**Your objective:**
Every record must be repeated exactly, with no omission.

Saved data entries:

§ §

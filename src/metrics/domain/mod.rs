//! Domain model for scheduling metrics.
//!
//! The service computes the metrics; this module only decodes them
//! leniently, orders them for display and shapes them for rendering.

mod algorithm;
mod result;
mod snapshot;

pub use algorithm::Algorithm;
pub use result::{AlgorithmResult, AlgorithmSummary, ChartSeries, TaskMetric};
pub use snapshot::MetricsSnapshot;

§ §

**Worked solution:**
filename src/metrics/domain/mod.rs
//! Domain model for scheduling metrics.
//!
//! The service computes the metrics; this module only decodes them
//! leniently, orders them for display and shapes them for rendering.

mod algorithm;
mod result;
mod snapshot;

pub use algorithm::Algorithm;
pub use result::{AlgorithmResult, AlgorithmSummary, ChartSeries, TaskMetric};
pub use snapshot::MetricsSnapshot;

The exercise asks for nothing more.